A next step could be to create a subclass which allows for
CellReferences to register with the class and have them automatically
update on successful move operations. I do not know whether you need
that but when trying to recreate a spreadsheet application in Ruby
that might be an interesting feature to have.

As step towards the user your spreadsheet class could wrap the storage
class and translate indexes back and forth so the user of your class
would only see addresses like "A4" instead of [0, 3].

Incidentally, I hadn't seen this before:
Class: CSV::Table (Ruby 1.9.3)
It looks similar in many ways to what I'm trying to build. I'll have to
see what I can learn from it as well.

Yes, but keep in mind that CSV has a different mental model: in CSV a
row is typically a record, so all the data in a row belongs together.
In a spread sheet both dimensions are much more equal. With CSV you
won't do operations like inserting a rectangular area somewhere in
between while that could be quite common with spread sheets.

Kind regards

robert

spread-store.rb (1.19 KB)

···

On Sat, Mar 9, 2013 at 10:05 PM, Joel Pearson <lists@ruby-forum.com> wrote:

--
remember.guy do |as, often| as.you_can - without end
http://blog.rubybestpractices.com/

Aha! I have learned how to use Github.

+1

My hideous-looking, still under-construction code is here:
GitHub - VirtuosoJoel/RubyExcel: Spreadsheet storage class in Ruby with Excel-style API

I've split it into something more resembling an Excel workbook, and
tried to reduce the redundancy of address-based code by adding a module
called Address.

I'll keep hammering bits onto it, cutting away the dross, and testing it
until it turns into a reasonably serviceable tool.

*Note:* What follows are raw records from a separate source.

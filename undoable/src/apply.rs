//! Orchestration for `undoable apply`: run the applier, then record the
//! inverse in the project's revert ledger.

use std::fs;
use std::path::Path;

use tracing::{error, info, instrument};

use crate::core::selection::Selection;
use crate::core::summary::BatchSummary;
use crate::core::types::{ApplyResult, ChangeSet};
use crate::error::EngineError;
use crate::io::applier::apply_change_set;
use crate::io::ledger::{Ledger, Session, change_set_digest, new_session_id};

/// Outcome of one apply call.
#[derive(Debug)]
pub struct ApplyReport {
    /// Session recorded in the ledger; `None` if nothing was mutated and the
    /// previous ledger slot was left as it was, or if saving failed.
    pub session_id: Option<String>,
    pub results: Vec<ApplyResult>,
    pub inverse: ChangeSet,
    pub summary: BatchSummary,
    /// The tree was mutated but its inverse could not be saved. `inverse` is
    /// then the only record of how to undo this call.
    pub ledger_error: Option<EngineError>,
}

/// Apply the selected changes under `root` and save their inverse.
///
/// Per-file failures do not stop the batch and still leave the session
/// applied: the ledger records the inverse of exactly the subset that
/// succeeded. A failed ledger save after the tree was mutated is reported in
/// `ledger_error` alongside the results, never in place of them.
#[instrument(skip_all, fields(root = %root.display()))]
pub fn run_apply(
    root: &Path,
    change_set: &ChangeSet,
    selection: &Selection,
) -> Result<ApplyReport, EngineError> {
    let digest = change_set_digest(change_set)?;
    let outcome = apply_change_set(root, change_set, selection)?;
    let summary = BatchSummary::from_results(&outcome.results);

    let mut session_id = None;
    let mut ledger_error = None;
    if outcome.inverse.is_empty() {
        info!(%summary, "nothing mutated; ledger left unchanged");
    } else {
        let id = new_session_id();
        let target_root = fs::canonicalize(root).unwrap_or_else(|_| root.to_path_buf());
        let session = Session::new(id.clone(), target_root, outcome.inverse.clone())
            .with_source_digest(digest);
        match Ledger::for_root(root).save(&session) {
            Ok(()) => {
                info!(session = %id, %summary, "apply recorded");
                session_id = Some(id);
            }
            Err(err) => {
                error!(error = %err, %summary, "tree mutated but revert data was not saved");
                ledger_error = Some(err);
            }
        }
    }

    Ok(ApplyReport {
        session_id,
        results: outcome.results,
        inverse: outcome.inverse,
        summary,
        ledger_error,
    })
}
//! Reversible application of LLM-authored change sets.
//!
//! A change set is an ordered list of CREATE/REPLACE/DELETE operations on
//! paths relative to a project root. Applying it records the exact inverse in
//! a single-slot ledger (`.undoable/revert.json`) so it can be reverted later.
//!
//! - **[`core`]**: Pure, deterministic logic (change model, selection, inverse
//!   derivation, lexical path checks). No I/O.
//! - **[`io`]**: Side-effecting operations (containment guard, applier,
//!   ledger, change set loading, config).
//!
//! Orchestration modules ([`apply`], [`revert`]) coordinate core logic with
//! I/O to implement CLI commands.

pub mod apply;
pub mod core;
pub mod error;
pub mod exit_codes;
pub mod io;
pub mod logging;
pub mod revert;
#[cfg(any(test, feature = "test-support"))]
pub mod test_support;
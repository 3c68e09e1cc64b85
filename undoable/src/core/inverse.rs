//! Inverse derivation for applied changes.
//!
//! Pure: callers capture the target's prior state and report which resolved
//! target each change mutated; this module decides what undoes it.

use std::collections::BTreeSet;
use std::path::{Path, PathBuf};

use crate::core::types::{ChangeSet, FileChange, Operation};

/// State of a target immediately before a change touched it.
#[derive(Debug, Clone, PartialEq, Eq)]
pub enum PriorState {
    Absent,
    File(String),
}

/// The change that restores `prior` after `change` was applied successfully.
///
/// `target` is the root-relative path the change actually mutated, which
/// differs from `change.path` when the latter went through a symlink. The
/// inverse always addresses `target`.
///
/// `None` means the change did not mutate the tree (DELETE of an absent file).
pub fn inverse_of(target: &str, change: &FileChange, prior: &PriorState) -> Option<FileChange> {
    match (&change.op, prior) {
        (Operation::Create { .. } | Operation::Replace { .. }, PriorState::File(content)) => {
            Some(FileChange::replace(target, content.clone()))
        }
        (Operation::Create { .. } | Operation::Replace { .. }, PriorState::Absent) => {
            Some(FileChange::delete(target))
        }
        (Operation::Delete, PriorState::File(content)) => {
            Some(FileChange::create(target, content.clone()))
        }
        (Operation::Delete, PriorState::Absent) => None,
    }
}

/// Accumulates inverse entries in application order, keeping only the first
/// entry per resolved target: later changes to the same file in one batch
/// never saw the pre-batch state.
#[derive(Debug, Default)]
pub struct InverseBuilder {
    seen: BTreeSet<PathBuf>,
    changes: Vec<FileChange>,
}

impl InverseBuilder {
    pub fn new() -> Self {
        Self::default()
    }

    /// Record `inverse` for `target`. Returns `false` if the target already has
    /// an entry and this one was dropped.
    pub fn record(&mut self, target: &Path, inverse: FileChange) -> bool {
        if !self.seen.insert(target.to_path_buf()) {
            return false;
        }
        self.changes.push(inverse);
        true
    }

    pub fn len(&self) -> usize {
        self.changes.len()
    }

    pub fn is_empty(&self) -> bool {
        self.changes.is_empty()
    }

    pub fn finish(self, summary: Option<String>) -> ChangeSet {
        ChangeSet {
            summary,
            changes: self.changes,
        }
    }
}

/// Summary stored with an inverse change set.
pub fn inverse_summary(original: Option<&str>) -> String {
    match original {
        Some(summary) if !summary.trim().is_empty() => format!("Revert: {}", summary.trim()),
        _ => "Revert data for the last apply operation.".to_string(),
    }
}

#[cfg(test)]
mod tests {
    use super::*;

    #[test]
    fn replace_of_existing_file_inverts_to_replace_with_prior() {
        let change = FileChange::replace("calculator.py", "Y");
        let inverse = inverse_of(&change.path, &change, &PriorState::File("X".to_string()));
        assert_eq!(inverse, Some(FileChange::replace("calculator.py", "X")));
    }

    #[test]
    fn create_of_absent_file_inverts_to_delete() {
        let change = FileChange::create("test_calculator.py", "Z");
        let inverse = inverse_of(&change.path, &change, &PriorState::Absent);
        assert_eq!(inverse, Some(FileChange::delete("test_calculator.py")));
    }

    #[test]
    fn create_over_existing_file_inverts_to_replace() {
        let change = FileChange::create("a.txt", "new");
        let inverse = inverse_of(&change.path, &change, &PriorState::File("old".to_string()));
        assert_eq!(inverse, Some(FileChange::replace("a.txt", "old")));
    }

    #[test]
    fn delete_inverts_to_create_with_captured_content() {
        let change = FileChange::delete("gone.txt");
        let inverse = inverse_of(&change.path, &change, &PriorState::File("bye".to_string()));
        assert_eq!(inverse, Some(FileChange::create("gone.txt", "bye")));
    }

    #[test]
    fn delete_of_absent_file_has_no_inverse() {
        let change = FileChange::delete("never.txt");
        assert_eq!(inverse_of(&change.path, &change, &PriorState::Absent), None);
    }

    #[test]
    fn inverse_addresses_resolved_target_not_change_path() {
        let change = FileChange::delete("link.txt");
        let inverse = inverse_of("real.txt", &change, &PriorState::File("data".to_string()));
        assert_eq!(inverse, Some(FileChange::create("real.txt", "data")));
    }

    #[test]
    fn builder_keeps_first_entry_per_target() {
        let mut builder = InverseBuilder::new();
        let target = Path::new("/root/a.txt");
        assert!(builder.record(target, FileChange::replace("a.txt", "original")));
        assert!(!builder.record(target, FileChange::replace("a.txt", "intermediate")));
        assert!(builder.record(Path::new("/root/b.txt"), FileChange::delete("b.txt")));

        let set = builder.finish(None);
        assert_eq!(
            set.changes,
            vec![
                FileChange::replace("a.txt", "original"),
                FileChange::delete("b.txt"),
            ]
        );
    }

    #[test]
    fn summary_prefixes_original() {
        assert_eq!(inverse_summary(Some(" add tests ")), "Revert: add tests");
        assert_eq!(
            inverse_summary(None),
            "Revert data for the last apply operation."
        );
    }
}
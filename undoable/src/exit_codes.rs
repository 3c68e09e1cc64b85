//! Stable exit codes for `undoable` commands.
//!
//! A batch with per-file failures still exits `OK`: the itemized results are
//! the outcome, there is no batch-level pass/fail code.

/// Command completed.
pub const OK: i32 = 0;
/// Invalid change set, config, root, or other I/O error before the batch ran.
pub const INVALID: i32 = 1;
/// `undoable revert` found no recorded session.
pub const NOTHING_TO_REVERT: i32 = 2;
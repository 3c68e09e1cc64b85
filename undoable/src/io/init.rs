//! Project layout and `.undoable/` scaffolding.

use std::fs;
use std::path::{Path, PathBuf};

use anyhow::{Context, Result, anyhow};

use super::config::{ProjectConfig, write_config};
use super::ledger::LEDGER_FILE;
use crate::core::path::CONTROL_DIR;

/// All canonical paths within `.undoable/` for a project directory.
#[derive(Debug, Clone)]
pub struct ProjectPaths {
    pub root: PathBuf,
    pub control_dir: PathBuf,
    pub config_path: PathBuf,
    pub ledger_path: PathBuf,
    pub gitignore_path: PathBuf,
}

impl ProjectPaths {
    pub fn new(root: impl Into<PathBuf>) -> Self {
        let root = root.into();
        let control_dir = root.join(CONTROL_DIR);
        Self {
            root: root.clone(),
            control_dir: control_dir.clone(),
            config_path: control_dir.join("config.toml"),
            ledger_path: control_dir.join(LEDGER_FILE),
            gitignore_path: control_dir.join(".gitignore"),
        }
    }
}

/// Options for `init_project`.
#[derive(Debug, Clone)]
pub struct InitOptions {
    /// If true, overwrite existing config files. The ledger is never touched.
    pub force: bool,
}

/// Create `.undoable/` scaffolding in `root`.
///
/// Fails if `.undoable/config.toml` already exists unless `options.force` is set.
pub fn init_project(root: &Path, options: &InitOptions) -> Result<ProjectPaths> {
    let paths = ProjectPaths::new(root);
    if paths.control_dir.exists() && !paths.control_dir.is_dir() {
        return Err(anyhow!(
            "undoable init: {CONTROL_DIR} exists but is not a directory"
        ));
    }
    if paths.config_path.exists() && !options.force {
        return Err(anyhow!(
            "undoable init: {} already exists (use --force to overwrite)",
            paths.config_path.display()
        ));
    }

    fs::create_dir_all(&paths.control_dir)
        .with_context(|| format!("create directory {}", paths.control_dir.display()))?;
    write_config(&paths.config_path, &ProjectConfig::default())?;
    fs::write(&paths.gitignore_path, CONTROL_GITIGNORE)
        .with_context(|| format!("write file {}", paths.gitignore_path.display()))?;

    Ok(paths)
}

// Ledger and temp files are machine state; config stays tracked.
const CONTROL_GITIGNORE: &str = "revert.json\n*.tmp\n";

As always, any advice is welcome!

This doesn't look good:
def range=( first_cell, last_cell=nil, val )

Calls will look like this

sheet.range= 1, 2, 3

There is no visual separation between coordinates and the value like
there is with =.

I always find constructs like this suspicious:

def cell( row, col )
  Element.new( self, indices_to_address( row, col ) )
end

The purpose of a constructor is to construct something and return it
so the caller can do something with it. If you do not do that
everybody is left wondering what happens to the newly created
instance. If you need it only temporary then another method name
would be better. Or change it so that not Element stores itself
somewhere in "self" but rather "self" itself.

Kind regards

robert

···

On Wed, Mar 13, 2013 at 4:45 PM, Joel Pearson <lists@ruby-forum.com> wrote:

--
remember.guy do |as, often| as.you_can - without end
http://blog.rubybestpractices.com/

No, I was being stupid. Somehow I overlooked that the whole point of
the method was to return the Element instance. Just forget it. Sorry
for the noise.

Cheers

robert

···

On Wed, Mar 13, 2013 at 8:50 PM, Joel Pearson <lists@ruby-forum.com> wrote:

Maybe I'm just being stupid, but I'm having trouble understanding your
meaning. Do you mean that I shouldn't always use an "Element" class, and
just work directly with the data?

--
remember.guy do |as, often| as.you_can - without end
http://blog.rubybestpractices.com/

Took a quick look at the code; this bit looks wrong:

def delete(ref)
...
@sheets.delete_at( ref + 1 )

I think it should be (ref - 1). Which brings me to my main point, that
1-indexing is tricky and should be bolstered by a lot of tests in case
you inadvertently slip up. Also @sheets.delete_at changes the array
whereas @sheets.reject does not; it should be reject! for consistency.
(Again, tests would have caught this.)

martin

···

On Wed, Mar 13, 2013 at 8:45 AM, Joel Pearson <lists@ruby-forum.com> wrote:

Aha! I have learned how to use Github.

My hideous-looking, still under-construction code is here:
GitHub - VirtuosoJoel/RubyExcel: Spreadsheet storage class in Ruby with Excel-style API

I've split it into something more resembling an Excel workbook, and
tried to reduce the redundancy of address-based code by adding a module
called Address.

I'll keep hammering bits onto it, cutting away the dross, and testing it
until it turns into a reasonably serviceable tool.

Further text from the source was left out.